- About this exercise
Report back every line of the entries that contains "start", exactly as written.

Data items
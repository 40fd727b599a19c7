use std::io;

use tracing_subscriber::fmt::MakeWriter;
use tracing_subscriber::FmtSubscriber;

/// Buffers one formatted event and hands it to the console on drop.
#[derive(Default)]
pub struct ConsoleWriter {
    buffer: Vec<u8>,
}

impl io::Write for ConsoleWriter {
    fn write(&mut self, bytes: &[u8]) -> io::Result<usize> {
        self.buffer.extend_from_slice(bytes);
        Ok(bytes.len())
    }

    fn flush(&mut self) -> io::Result<()> {
        Ok(())
    }
}

impl Drop for ConsoleWriter {
    fn drop(&mut self) {
        let text = String::from_utf8_lossy(&self.buffer);
        let line = text.trim_end();
        if !line.is_empty() {
            emit(line);
        }
    }
}

pub struct ConsoleMakeWriter;

impl<'a> MakeWriter<'a> for ConsoleMakeWriter {
    type Writer = ConsoleWriter;

    fn make_writer(&'a self) -> Self::Writer {
        ConsoleWriter::default()
    }
}

fn emit(line: &str) {
    cfg_if::cfg_if! {
        if #[cfg(target_arch = "wasm32")] {
            web_sys::console::log_1(&wasm_bindgen::JsValue::from_str(line));
        } else {
            eprintln!("{line}");
        }
    }
}

/// Installs a fmt subscriber that writes to the browser console. Timestamps
/// are left out; the console adds its own.
pub fn init() {
    let subscriber = FmtSubscriber::builder()
        .with_env_filter("info")
        .with_ansi(false)
        .without_time()
        .with_writer(ConsoleMakeWriter)
        .finish();
    let _ = tracing::subscriber::set_global_default(subscriber);
}
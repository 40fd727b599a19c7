use glam::Vec2;
use heartfield_platform::DrawSurface;
use serde::{Deserialize, Serialize};

/// One floating heart.
#[derive(Debug, Clone, Copy, PartialEq, Serialize, Deserialize)]
pub struct Particle {
    pub id: u64,
    pub pos: Vec2,
    pub size: f32,
    /// Pixels climbed per frame.
    pub speed: f32,
    pub opacity: f32,
    pub sway: f32,
}

impl Particle {
    pub fn new(pos: Vec2, size: f32, speed: f32, opacity: f32, sway: f32) -> Self {
        Self {
            id: 0,
            pos,
            size,
            speed,
            opacity,
            sway,
        }
    }

    /// Climb by `speed`, then drift sideways by a sine of the new height and
    /// the frame time (ms), so neighbouring hearts never move in lockstep.
    pub fn advance(&mut self, frame_time: f64) {
        self.pos.y -= self.speed;
        let phase = self.pos.y as f64 / 30.0 + frame_time / 1000.0;
        self.pos.x += phase.sin() as f32 * self.sway;
    }

    /// Finite position, positive size and speed, opacity in (0, 1] and a
    /// finite sway. Anything else would never climb or never be culled.
    pub fn is_well_formed(&self) -> bool {
        self.pos.is_finite()
            && self.size.is_finite()
            && self.size > 0.0
            && self.speed.is_finite()
            && self.speed > 0.0
            && self.opacity > 0.0
            && self.opacity <= 1.0
            && self.sway.is_finite()
    }

    /// False once the heart has climbed more than its own size past the top.
    pub fn is_visible(&self) -> bool {
        self.pos.y >= -self.size
    }

    pub fn outline(&self) -> HeartOutline {
        let Vec2 { x, y } = self.pos;
        let s = self.size;
        HeartOutline {
            start: Vec2::new(x, y - s / 2.0),
            right: [
                Vec2::new(x + s / 2.0, y - s),
                Vec2::new(x + s, y + s / 2.0),
                Vec2::new(x, y + s),
            ],
            left: [
                Vec2::new(x - s, y + s / 2.0),
                Vec2::new(x - s / 2.0, y - s),
                Vec2::new(x, y - s / 2.0),
            ],
        }
    }
}

/// Heart silhouette: two mirrored cubic lobes meeting at the bottom tip.
/// Each lobe is `[control1, control2, end]`.
#[derive(Debug, Clone, Copy, PartialEq)]
pub struct HeartOutline {
    pub start: Vec2,
    pub right: [Vec2; 3],
    pub left: [Vec2; 3],
}

impl HeartOutline {
    pub fn trace(&self, surface: &mut dyn DrawSurface) {
        surface.begin_path();
        surface.move_to(self.start);
        let [c1, c2, end] = self.right;
        surface.bezier_curve_to(c1, c2, end);
        let [c1, c2, end] = self.left;
        surface.bezier_curve_to(c1, c2, end);
    }
}

#[cfg(test)]
mod tests {
    use super::*;

    #[test]
    fn advance_climbs_by_speed() {
        let mut heart = Particle::new(Vec2::new(100.0, 500.0), 8.0, 1.5, 0.4, 1.0);
        heart.advance(0.0);
        assert_eq!(heart.pos.y, 498.5);
        let expected_x = 100.0 + ((498.5f64 / 30.0).sin() as f32);
        assert!((heart.pos.x - expected_x).abs() < 1e-4);
    }

    #[test]
    fn zero_sway_keeps_column() {
        let mut heart = Particle::new(Vec2::new(42.0, 300.0), 6.0, 1.0, 0.3, 0.0);
        for frame in 0..50 {
            heart.advance(frame as f64 * 16.0);
        }
        assert_eq!(heart.pos, Vec2::new(42.0, 250.0));
    }

    #[test]
    fn malformed_hearts_are_detected() {
        let heart = Particle::new(Vec2::new(10.0, 10.0), 6.0, 1.0, 0.5, 1.0);
        assert!(heart.is_well_formed());
        assert!(!Particle { speed: 0.0, ..heart }.is_well_formed());
        assert!(!Particle { size: -1.0, ..heart }.is_well_formed());
        assert!(!Particle { opacity: 1.5, ..heart }.is_well_formed());
        assert!(!Particle { opacity: f32::NAN, ..heart }.is_well_formed());
        assert!(!Particle { sway: f32::INFINITY, ..heart }.is_well_formed());
        assert!(!Particle { pos: Vec2::new(f32::NAN, 0.0), ..heart }.is_well_formed());
    }

    #[test]
    fn visibility_edge() {
        let mut heart = Particle::new(Vec2::new(0.0, -10.0), 10.0, 1.0, 0.3, 0.0);
        assert!(heart.is_visible());
        heart.pos.y = -10.5;
        assert!(!heart.is_visible());
    }

    #[test]
    fn outline_is_mirrored_and_closed() {
        let heart = Particle::new(Vec2::new(50.0, 50.0), 10.0, 1.0, 0.5, 1.0);
        let outline = heart.outline();
        assert_eq!(outline.start, Vec2::new(50.0, 45.0));
        assert_eq!(outline.right[2], Vec2::new(50.0, 60.0));
        assert_eq!(outline.left[2], outline.start);
        assert_eq!(outline.right[0].y, outline.left[1].y);
        assert_eq!(outline.right[0].x - 50.0, 50.0 - outline.left[1].x);
        assert_eq!(outline.right[1].x - 50.0, 50.0 - outline.left[0].x);
    }
}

- Response to the task
            start: Vec2::new(x, y - s / 2.0),
    pub start: Vec2,
        surface.move_to(self.start);
        assert_eq!(outline.start, Vec2::new(50.0, 45.0));
        assert_eq!(outline.left[2], outline.start);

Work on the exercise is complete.